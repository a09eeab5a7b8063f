use serde_json::Value;

use common::models::req::{ApplicationUpdate, NewApplication, PaymentStatusUpdate};
use common::models::Application;
use common::AppResult;

use super::InsertResult;
use crate::http::ApiClient;

/// 贷款申请接口
#[derive(Clone)]
pub struct ApplicationsApi {
    client: ApiClient,
}

impl ApplicationsApi {
    pub fn new(client: ApiClient) -> Self {
        Self { client }
    }

    /// 提交申请（借款人）
    pub async fn create(&self, application: &NewApplication) -> AppResult<InsertResult> {
        self.client.post("/api/applications", application).await
    }

    /// 全量列表（管理员）
    pub async fn get_all(&self) -> AppResult<Vec<Application>> {
        self.client.get("/api/applications").await
    }

    pub async fn get_by_id(&self, id: &str) -> AppResult<Application> {
        self.client.get(&format!("/api/applications/{}", id)).await
    }

    /// 待审批队列（经理）
    pub async fn get_pending(&self) -> AppResult<Vec<Application>> {
        self.client.get("/api/applications/pending").await
    }

    /// 已批准列表（经理）
    pub async fn get_approved(&self) -> AppResult<Vec<Application>> {
        self.client.get("/api/applications/approved").await
    }

    /// 某借款人自己的申请
    pub async fn get_by_user(&self, email: &str) -> AppResult<Vec<Application>> {
        let path = format!("/api/applications/user/{}", urlencoding::encode(email));
        self.client.get(&path).await
    }

    /// 审批流转（approve / reject）
    pub async fn update(&self, id: &str, update: &ApplicationUpdate) -> AppResult<Value> {
        self.client.patch(&format!("/api/applications/{}", id), update).await
    }

    /// 标记申请费已付（unpaid -> paid 单向）
    pub async fn mark_paid(&self, id: &str) -> AppResult<Value> {
        self.client
            .patch(&format!("/api/applications/{}/payment", id), &PaymentStatusUpdate::paid())
            .await
    }

    /// 撤销待审批的申请（借款人，DELETE 语义是取消）
    pub async fn cancel(&self, id: &str) -> AppResult<Value> {
        self.client.delete(&format!("/api/applications/{}", id)).await
    }
}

============================================================

#### What is needed
Work through the records above line by line and count those that hold the string "email". Give only the result.

#### Response area
2